I had to keep up with him, so I knew I had to play one of the most awesome games of my life.
Again.
So I did, from the second the puck was dropped.
But the rest of the guys? They stunk like week-old garbage.
Bedhead was so bad as a goalie, we would have been better off with an empty net.
Seriously.
Kenny wasn’t aggressive enough with the Eagles’ offense, and they kept blowing past him like he was a ghost.
A whiny ghost.
And the biggest surprise was Bosko.
As worried as I was about him being in prime goal-scoring position, I’d found a silver lining. I’d thought about great NHL partners, like Robitaille and Gretzky or Detroit’s Production Line, who I read about in
Shoot! Volume 1.
Bosko at centre could actually be a good thing.
I’d convinced myself that we could become an awesome duo too, so I was half relieved and half disappointed when he couldn’t get it together at all. It was like he was playing for the first time.
“What’s your deal?” I asked, near the end of the first period, when we were both back on the bench to catch our breath.
“My deal? I’ve never played centre in my entire life.”
“I can tell.”
“What did you say?” he growled.
“I said —”
“Say it again and I’ll pop you one, Nugget.”
“Okay, okay. Look, it’s just like playing right but, you know … in the middle.”
“Thanks for the update, genius.”
“I’m just saying —”
“If you think you could handle it, trade me.”
“Trade you what?”
“Let me play right wing and you mess around in the middle.”
“I can’t just switch,” I told him. “Dad … I mean, Coach put me here.”
“How convenient,” Jeff said. “You’re the only guy playing your normal position.”
“
And
I’ve scored three goals,” I reminded them.
I was four ahead of Bosko for the season!
He hadn’t scored once.
“My point, exactly,” Bosko grunted.
The guys never got their momentum going in the new positions, and the fans who’d travelled to the game started to get pretty loud about it.
“You need to put Colin back at left wing!” Mrs. Bechter yelled. “That other kid doesn’t know which end is up!”
“And move Chris back into goal,” Fullerton’s mum shouted. “He’s way better than the guy you’ve got in there.”
“No, Mum,” Chris begged from the bench, happy to be out of the net.
“This should be a slaughter,” his mother said.
“We’re winning,” I muttered. Barely, but winning.
“Bosko hasn’t had a single goal,” Kenny said. “That’s a pretty good sign that something’s gone haywire.”
“Your dad isn’t going to switch everybody back to their normal positions, is he?” Chris asked, looking worried.

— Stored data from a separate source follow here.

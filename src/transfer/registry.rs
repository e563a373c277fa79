//! Provider registry
//!
//! Maps `(service id, data type)` to the factory that builds the adapter.
//! Everything is registered at startup; there is no runtime discovery.

use std::collections::{BTreeSet, HashMap};
use std::sync::Arc;

use crate::transfer::adapters::{Exporter, Importer, MockExporter, MockImporter};
use crate::transfer::error::{Result, TransferError};
use crate::transfer::types::DataType;

/// Shared client configuration handed to every adapter factory
#[derive(Debug, Clone)]
pub struct ProviderContext {
    pub service_id: String,
    pub data_type: DataType,
    pub request_timeout_ms: u64,
}

pub type ExporterFactory = fn(&ProviderContext) -> Arc<dyn Exporter>;
pub type ImporterFactory = fn(&ProviderContext) -> Arc<dyn Importer>;

pub const MOCK_SOURCE: &str = "mock-source";
pub const MOCK_DESTINATION: &str = "mock-dest";

#[derive(Default, Clone)]
pub struct ProviderRegistry {
    exporters: HashMap<(String, DataType), ExporterFactory>,
    importers: HashMap<(String, DataType), ImporterFactory>,
    request_timeout_ms: u64,
}

impl ProviderRegistry {
    pub fn new(request_timeout_ms: u64) -> Self {
        Self {
            request_timeout_ms,
            ..Default::default()
        }
    }

    /// Registry serving the in-crate mock providers
    ///
    /// `mock-source` exports the demo calendar and photo data sets and
    /// `mock-dest` imports them.
    pub fn with_mock_providers() -> Self {
        let mut registry = Self::new(30_000);

        registry.register_exporter(MOCK_SOURCE, DataType::Calendar, |ctx: &ProviderContext| -> Arc<dyn Exporter> {
            Arc::new(MockExporter::calendar_demo(&ctx.service_id))
        });
        registry.register_exporter(MOCK_SOURCE, DataType::Photos, |ctx: &ProviderContext| -> Arc<dyn Exporter> {
            Arc::new(MockExporter::photos_demo(&ctx.service_id))
        });
        for data_type in [DataType::Calendar, DataType::Photos] {
            registry.register_importer(MOCK_DESTINATION, data_type, |ctx: &ProviderContext| -> Arc<dyn Importer> {
                Arc::new(MockImporter::new(&ctx.service_id))
            });
        }

        registry
    }

    pub fn register_exporter(&mut self, service_id: &str, data_type: DataType, factory: ExporterFactory) {
        self.exporters.insert((service_id.to_string(), data_type), factory);
    }

    pub fn register_importer(&mut self, service_id: &str, data_type: DataType, factory: ImporterFactory) {
        self.importers.insert((service_id.to_string(), data_type), factory);
    }

    pub fn exporter(&self, service_id: &str, data_type: DataType) -> Result<Arc<dyn Exporter>> {
        let factory = self
            .exporters
            .get(&(service_id.to_string(), data_type))
            .ok_or_else(|| unknown("exporter", service_id, data_type))?;
        Ok(factory(&self.context(service_id, data_type)))
    }

    pub fn importer(&self, service_id: &str, data_type: DataType) -> Result<Arc<dyn Importer>> {
        let factory = self
            .importers
            .get(&(service_id.to_string(), data_type))
            .ok_or_else(|| unknown("importer", service_id, data_type))?;
        Ok(factory(&self.context(service_id, data_type)))
    }

    pub fn has_exporter(&self, service_id: &str, data_type: DataType) -> bool {
        self.exporters.contains_key(&(service_id.to_string(), data_type))
    }

    pub fn has_importer(&self, service_id: &str, data_type: DataType) -> bool {
        self.importers.contains_key(&(service_id.to_string(), data_type))
    }

    /// Services able to export `data_type`, sorted
    pub fn export_services(&self, data_type: DataType) -> Vec<String> {
        services(self.exporters.keys(), data_type)
    }

    /// Services able to import `data_type`, sorted
    pub fn import_services(&self, data_type: DataType) -> Vec<String> {
        services(self.importers.keys(), data_type)
    }

    fn context(&self, service_id: &str, data_type: DataType) -> ProviderContext {
        ProviderContext {
            service_id: service_id.to_string(),
            data_type,
            request_timeout_ms: self.request_timeout_ms,
        }
    }
}

fn services<'a>(keys: impl Iterator<Item = &'a (String, DataType)>, data_type: DataType) -> Vec<String> {
    keys.filter(|(_, dt)| *dt == data_type)
        .map(|(service, _)| service.clone())
        .collect::<BTreeSet<_>>()
        .into_iter()
        .collect()
}

fn unknown(role: &'static str, service_id: &str, data_type: DataType) -> TransferError {
    TransferError::UnknownProvider {
        role,
        service: service_id.to_string(),
        data_type: data_type.to_string(),
    }
}
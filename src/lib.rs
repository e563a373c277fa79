pub mod configure;
pub mod logger;
pub mod transfer;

“He’d better,” Kenny said.
“I think so,” I told them. “But I don’t know when.”
“Maybe once you’ve scored double digits?” Bosko asked.
“Very funny,” I said.
“No,” Bosko growled. “Not funny at all.”
Colin’s mum showed up behind the bench to talk to Dad.
“Why is your kid still in position?” she asked.

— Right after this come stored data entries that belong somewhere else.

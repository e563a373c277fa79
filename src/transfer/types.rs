//! Core types for the transfer system
//!
//! Value types shared by the executor, the traversal engine and the job store.

use serde::{Deserialize, Serialize};
use std::collections::BTreeMap;
use std::fmt;
use uuid::Uuid;

/// Job ID - a random v4 UUID identifying one transfer request
#[derive(Debug, Clone, Copy, PartialEq, Eq, Hash, PartialOrd, Ord, Serialize, Deserialize)]
#[serde(transparent)]
pub struct JobId(Uuid);

impl JobId {
    pub fn new() -> Self {
        Self(Uuid::new_v4())
    }

    pub fn from_uuid(id: Uuid) -> Self {
        Self(id)
    }

    pub fn as_uuid(&self) -> &Uuid {
        &self.0
    }

    /// Parse from the hyphenated UUID form
    pub fn from_str(s: &str) -> Result<Self, String> {
        Uuid::parse_str(s)
            .map(Self)
            .map_err(|e| format!("Invalid JobId: {}", e))
    }
}

impl Default for JobId {
    fn default() -> Self {
        Self::new()
    }
}

impl fmt::Display for JobId {
    fn fmt(&self, f: &mut fmt::Formatter<'_>) -> fmt::Result {
        write!(f, "{}", self.0)
    }
}

/// Kind of data a job moves
#[derive(Debug, Clone, Copy, PartialEq, Eq, Hash, Serialize, Deserialize)]
#[serde(rename_all = "lowercase")]
pub enum DataType {
    Calendar,
    Contacts,
    Mail,
    Photos,
    Tasks,
    Videos,
}

impl DataType {
    pub fn as_str(&self) -> &'static str {
        match self {
            DataType::Calendar => "calendar",
            DataType::Contacts => "contacts",
            DataType::Mail => "mail",
            DataType::Photos => "photos",
            DataType::Tasks => "tasks",
            DataType::Videos => "videos",
        }
    }

    pub fn from_str(s: &str) -> Option<Self> {
        match s.to_lowercase().as_str() {
            "calendar" => Some(DataType::Calendar),
            "contacts" => Some(DataType::Contacts),
            "mail" => Some(DataType::Mail),
            "photos" => Some(DataType::Photos),
            "tasks" => Some(DataType::Tasks),
            "videos" => Some(DataType::Videos),
            _ => None,
        }
    }
}

impl fmt::Display for DataType {
    fn fmt(&self, f: &mut fmt::Formatter<'_>) -> fmt::Result {
        f.write_str(self.as_str())
    }
}

/// Decrypted credentials for one side of a transfer
#[derive(Debug, Clone, PartialEq, Eq, Serialize, Deserialize)]
#[serde(tag = "type", rename_all = "snake_case")]
pub enum AuthData {
    Token {
        token: String,
    },
    TokensAndUrl {
        access_token: String,
        refresh_token: String,
        token_server_url: String,
    },
}

/// An item with a stable identity across import attempts
pub trait ImportableItem {
    /// Key under which the import side effect is de-duplicated
    fn idempotent_id(&self) -> String;

    /// User-visible name, used in error reports
    fn name(&self) -> String;
}

/// One unresolved import failure, as reported to operators and users
#[derive(Debug, Clone, PartialEq, Eq, Hash, Serialize, Deserialize)]
#[serde(rename_all = "camelCase")]
pub struct ErrorDetail {
    pub id: String,
    pub title: String,
    pub exception: String,
    pub can_skip: bool,
}

#[derive(Debug, Clone, Copy, PartialEq, Eq, Serialize, Deserialize)]
#[serde(rename_all = "UPPERCASE")]
pub enum ItemImportStatus {
    Success,
    Error,
}

/// Outcome of importing a single item
///
/// `data` is present iff the status is `Success`, `error` iff it is `Error`.
/// The only way to build one is through [`ItemImportResult::success`] and
/// [`ItemImportResult::error`].
#[derive(Debug, Clone, PartialEq)]
pub struct ItemImportResult<T> {
    status: ItemImportStatus,
    data: Option<T>,
    bytes: Option<u64>,
    error: Option<String>,
}

impl<T> ItemImportResult<T> {
    pub fn success(data: T, bytes: Option<u64>) -> Self {
        Self {
            status: ItemImportStatus::Success,
            data: Some(data),
            bytes,
            error: None,
        }
    }

    pub fn error(error: impl Into<String>, bytes: Option<u64>) -> Self {
        Self {
            status: ItemImportStatus::Error,
            data: None,
            bytes,
            error: Some(error.into()),
        }
    }

    pub fn status(&self) -> ItemImportStatus {
        self.status
    }

    pub fn is_success(&self) -> bool {
        self.status == ItemImportStatus::Success
    }

    pub fn data(&self) -> Option<&T> {
        self.data.as_ref()
    }

    pub fn bytes(&self) -> Option<u64> {
        self.bytes
    }

    pub fn error_message(&self) -> Option<&str> {
        self.error.as_deref()
    }

    pub fn into_data(self) -> Option<T> {
        self.data
    }
}

#[derive(Debug, Clone, Copy, PartialEq, Eq, Serialize, Deserialize)]
#[serde(rename_all = "UPPERCASE")]
pub enum ImportResultType {
    Ok,
    Error,
}

/// Result of one importer call over a whole container
#[derive(Debug, Clone, PartialEq, Serialize, Deserialize)]
pub struct ImportResult {
    pub result_type: ImportResultType,
    /// Items imported, keyed by item kind
    pub counts: BTreeMap<String, u64>,
    pub bytes: Option<u64>,
    pub error: Option<String>,
}

impl ImportResult {
    pub fn ok() -> Self {
        Self {
            result_type: ImportResultType::Ok,
            counts: BTreeMap::new(),
            bytes: None,
            error: None,
        }
    }

    pub fn with_counts(mut self, counts: BTreeMap<String, u64>) -> Self {
        self.counts = counts;
        self
    }

    pub fn with_bytes(mut self, bytes: u64) -> Self {
        self.bytes = Some(bytes);
        self
    }

    pub fn error(message: impl Into<String>) -> Self {
        Self {
            result_type: ImportResultType::Error,
            counts: BTreeMap::new(),
            bytes: None,
            error: Some(message.into()),
        }
    }

    pub fn is_ok(&self) -> bool {
        self.result_type == ImportResultType::Ok
    }
}

#[cfg(test)]
mod tests {
    use super::*;

    #[test]
    fn test_job_id_parse_roundtrip() {
        let id = JobId::new();
        let parsed = JobId::from_str(&id.to_string()).unwrap();
        assert_eq!(id, parsed);
        assert!(JobId::from_str("not-a-uuid").is_err());
    }

    #[test]
    fn test_data_type_strings() {
        assert_eq!(DataType::Calendar.as_str(), "calendar");
        assert_eq!(DataType::from_str("PHOTOS"), Some(DataType::Photos));
        assert_eq!(DataType::from_str("music"), None);
    }

    #[test]
    fn test_item_import_result_invariants() {
        let ok = ItemImportResult::success("album-1".to_string(), Some(2048));
        assert!(ok.is_success());
        assert_eq!(ok.data().map(String::as_str), Some("album-1"));
        assert!(ok.error_message().is_none());

        let failed: ItemImportResult<String> = ItemImportResult::error("quota exceeded", None);
        assert_eq!(failed.status(), ItemImportStatus::Error);
        assert!(failed.data().is_none());
        assert_eq!(failed.error_message(), Some("quota exceeded"));
    }

    #[test]
    fn test_error_detail_report_format() {
        let detail = ErrorDetail {
            id: "photo-1".to_string(),
            title: "Beach".to_string(),
            exception: "Transient provider error: timeout".to_string(),
            can_skip: true,
        };

        let json = serde_json::to_value(&detail).unwrap();
        assert_eq!(json["id"], "photo-1");
        assert_eq!(json["title"], "Beach");
        assert_eq!(json["exception"], "Transient provider error: timeout");
        assert_eq!(json["canSkip"], true);
    }

    #[test]
    fn test_auth_data_json() {
        let auth = AuthData::Token {
            token: "secret".to_string(),
        };
        let json = serde_json::to_string(&auth).unwrap();
        assert!(json.contains("\"type\":\"token\""));
        let parsed: AuthData = serde_json::from_str(&json).unwrap();
        assert_eq!(parsed, auth);
    }
}
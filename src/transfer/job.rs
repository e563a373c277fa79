//! Portability job record

use chrono::{DateTime, Utc};
use serde::{Deserialize, Serialize};

use crate::transfer::state::{AuthorizationState, JobAuthorization, JobState};
use crate::transfer::types::{DataType, JobId};

/// One transfer request, as persisted in the job store
#[derive(Debug, Clone, PartialEq, Serialize, Deserialize)]
pub struct PortabilityJob {
    pub id: JobId,
    pub state: JobState,
    pub export_service: String,
    pub import_service: String,
    pub transfer_data_type: DataType,
    pub created_at: DateTime<Utc>,
    pub updated_at: DateTime<Utc>,
    pub failure_reason: Option<String>,
    /// Last sign of life from the worker holding the job
    #[serde(default)]
    pub heartbeat_at: Option<DateTime<Utc>>,
    pub job_authorization: JobAuthorization,
}

impl PortabilityJob {
    pub fn new(
        export_service: impl Into<String>,
        import_service: impl Into<String>,
        transfer_data_type: DataType,
    ) -> Self {
        let now = Utc::now();
        Self {
            id: JobId::new(),
            state: JobState::New,
            export_service: export_service.into(),
            import_service: import_service.into(),
            transfer_data_type,
            created_at: now,
            updated_at: now,
            failure_reason: None,
            heartbeat_at: None,
            job_authorization: JobAuthorization::initial(),
        }
    }

    pub fn authorization_state(&self) -> AuthorizationState {
        self.job_authorization.state()
    }

    /// Copy with a new authorization record and a fresh timestamp
    pub fn with_authorization(&self, job_authorization: JobAuthorization) -> Self {
        Self {
            job_authorization,
            updated_at: Utc::now(),
            ..self.clone()
        }
    }

    /// Copy with the worker heartbeat set to `at`
    pub fn with_heartbeat(&self, at: DateTime<Utc>) -> Self {
        Self {
            heartbeat_at: Some(at),
            ..self.clone()
        }
    }

    /// When the holding worker was last seen; the last update if it never beat
    pub fn last_seen(&self) -> DateTime<Utc> {
        self.heartbeat_at.unwrap_or(self.updated_at)
    }

    /// Copy in a new lifecycle state
    pub fn with_state(&self, state: JobState, failure_reason: Option<String>) -> Self {
        Self {
            state,
            failure_reason,
            updated_at: Utc::now(),
            ..self.clone()
        }
    }
}

#[cfg(test)]
mod tests {
    use super::*;
    use crate::transfer::state::WorkerKeys;

    #[test]
    fn test_new_job_defaults() {
        let job = PortabilityJob::new("mock-calendar", "mock-calendar", DataType::Calendar);
        assert_eq!(job.state, JobState::New);
        assert_eq!(job.authorization_state(), AuthorizationState::Initial);
        assert!(job.failure_reason.is_none());
        assert_eq!(job.created_at, job.updated_at);
    }

    #[test]
    fn test_with_authorization_keeps_identity() {
        let job = PortabilityJob::new("a", "b", DataType::Photos);
        let keys = WorkerKeys {
            session_key: "s".to_string(),
            public_key: "pub".to_string(),
            private_key: "priv".to_string(),
        };
        let next = job.with_authorization(JobAuthorization::assigned(keys).unwrap());

        assert_eq!(next.id, job.id);
        assert_eq!(next.authorization_state(), AuthorizationState::AssignedWithoutAuthData);
        assert!(next.updated_at >= job.updated_at);
    }

    #[test]
    fn test_last_seen_prefers_heartbeat() {
        let job = PortabilityJob::new("a", "b", DataType::Calendar);
        assert_eq!(job.last_seen(), job.updated_at);

        let later = job.updated_at + chrono::Duration::seconds(30);
        let beating = job.with_heartbeat(later);
        assert_eq!(beating.last_seen(), later);
        assert_eq!(beating.updated_at, job.updated_at);
    }

    #[test]
    fn test_job_json_roundtrip() {
        let job = PortabilityJob::new("a", "b", DataType::Calendar)
            .with_state(JobState::Error, Some("destination_full: quota".to_string()));
        let bytes = serde_json::to_vec(&job).unwrap();
        let parsed: PortabilityJob = serde_json::from_slice(&bytes).unwrap();
        assert_eq!(parsed, job);
    }
}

“Because that’s where I put him,” Dad told her.
“But —”
“I’m not going to argue with you,” Dad told her, crossing his arms and turning back toward the game.
Even though I was playing awesome, I started wishing Dad would move me somewhere else, so I could be as crummy as everyone else.

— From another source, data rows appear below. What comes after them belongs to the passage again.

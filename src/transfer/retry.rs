//! Bounded retry of provider calls

use serde::{Deserialize, Serialize};
use std::future::Future;
use std::time::Duration;
use tokio::time::sleep;

use crate::transfer::error::{ProviderError, Result, TransferError};

/// Retry label of exporter calls
pub const EXPORT_CALL: &str = "export";
/// Retry label of importer calls
pub const IMPORT_CALL: &str = "import";

/// How often, and how far apart, a failed provider call is repeated
#[derive(Debug, Clone, PartialEq, Serialize, Deserialize)]
#[serde(tag = "strategy", rename_all = "snake_case")]
pub enum RetryStrategy {
    NoRetry,
    Uniform {
        max_attempts: u32,
        interval_ms: u64,
    },
    Exponential {
        max_attempts: u32,
        initial_interval_ms: u64,
        multiplier: f64,
    },
}

impl Default for RetryStrategy {
    fn default() -> Self {
        RetryStrategy::Exponential {
            max_attempts: 5,
            initial_interval_ms: 200,
            multiplier: 2.0,
        }
    }
}

impl RetryStrategy {
    /// Total attempts, including the first call
    pub fn max_attempts(&self) -> u32 {
        match self {
            RetryStrategy::NoRetry => 1,
            RetryStrategy::Uniform { max_attempts, .. }
            | RetryStrategy::Exponential { max_attempts, .. } => (*max_attempts).max(1),
        }
    }

    /// Wait before the attempt following `attempt` (1-based)
    pub fn delay(&self, attempt: u32) -> Duration {
        match self {
            RetryStrategy::NoRetry => Duration::ZERO,
            RetryStrategy::Uniform { interval_ms, .. } => Duration::from_millis(*interval_ms),
            RetryStrategy::Exponential {
                initial_interval_ms,
                multiplier,
                ..
            } => {
                let exp = attempt.saturating_sub(1) as i32;
                let ms = *initial_interval_ms as f64 * multiplier.powi(exp);
                Duration::from_millis(ms.min(u64::MAX as f64) as u64)
            }
        }
    }
}

/// Call `f` until it succeeds or the attempt budget runs out
///
/// The budget is the smaller of the strategy's and the error's own limit,
/// so errors that cannot succeed on a repeat are surfaced at once.
pub async fn retry_call<T, F, Fut>(strategy: &RetryStrategy, label: &str, mut f: F) -> Result<T>
where
    F: FnMut() -> Fut,
    Fut: Future<Output = std::result::Result<T, ProviderError>>,
{
    let mut attempt = 1;
    loop {
        match f().await {
            Ok(value) => return Ok(value),
            Err(err) => {
                let limit = err
                    .attempt_limit()
                    .map_or(strategy.max_attempts(), |l| l.min(strategy.max_attempts()));
                if attempt >= limit {
                    return Err(TransferError::RetriesExhausted {
                        label: label.to_string(),
                        attempts: attempt,
                        source: err,
                    });
                }

                let delay = strategy.delay(attempt);
                log::warn!(
                    "{} failed (attempt {}/{}), retrying in {:?}: {}",
                    label,
                    attempt,
                    limit,
                    delay,
                    err
                );
                sleep(delay).await;
                attempt += 1;
            }
        }
    }
}
//! User model for storage.

use serde::{Deserialize, Serialize};

/// User profile stored by the persistence layer.
///
/// The footprint core only checks that a user exists.
#[derive(Debug, Clone, PartialEq, Serialize, Deserialize)]
pub struct User {
    /// Opaque user ID (also used as document ID)
    pub id: String,
    /// Email address, if shared
    pub email: Option<String>,
    pub display_name: String,
    /// When the user was created (ISO 8601)
    pub created_at: String,
}
//! Persistence layer: storage traits and their backends.

pub mod firestore;
pub mod memory;

pub use firestore::FirestoreDb;
pub use memory::MemoryStore;

use chrono::{DateTime, Utc};

use crate::error::Result;
use crate::models::Activity;

/// Collection names as constants.
pub mod collections {
    pub const USERS: &str = "users";
    pub const ACTIVITIES: &str = "activities";
}

/// Checks whether a referenced user exists.
#[async_trait::async_trait]
pub trait UserLookup: Send + Sync {
    async fn exists(&self, user_id: &str) -> Result<bool>;
}

/// Stores activities and queries them by user and date.
#[async_trait::async_trait]
pub trait ActivityPersistence: Send + Sync {
    /// Store a new activity. Returns a copy carrying the assigned `id`.
    async fn save(&self, activity: &Activity) -> Result<Activity>;

    /// Activities for `user_id` within the inclusive bounds, newest first.
    async fn find_by_user_and_date_range(
        &self,
        user_id: &str,
        start_date: Option<DateTime<Utc>>,
        end_date: Option<DateTime<Utc>>,
    ) -> Result<Vec<Activity>>;
}

/// Whether `date` falls within the optional inclusive bounds.
pub(crate) fn in_range(
    date: DateTime<Utc>,
    start_date: Option<DateTime<Utc>>,
    end_date: Option<DateTime<Utc>>,
) -> bool {
    start_date.is_none_or(|start| date >= start) && end_date.is_none_or(|end| date <= end)
}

The guys thought I was getting special treatment, and I hated it.
So why didn’t Dad just switch me?
In the second period I was back in the game, which was great. Except for the fact that the better I played, the worse I felt.
Dad finally moved everyone back to their old positions late in the period, but it was too late.
Even back where they belonged, the guys couldn’t get it together. They were so frustrated by how things had gone in their new slots, they couldn’t get their heads in the game.
When there was only a minute and a half left on the clock and the game was tied up, Bosko kind of lost it.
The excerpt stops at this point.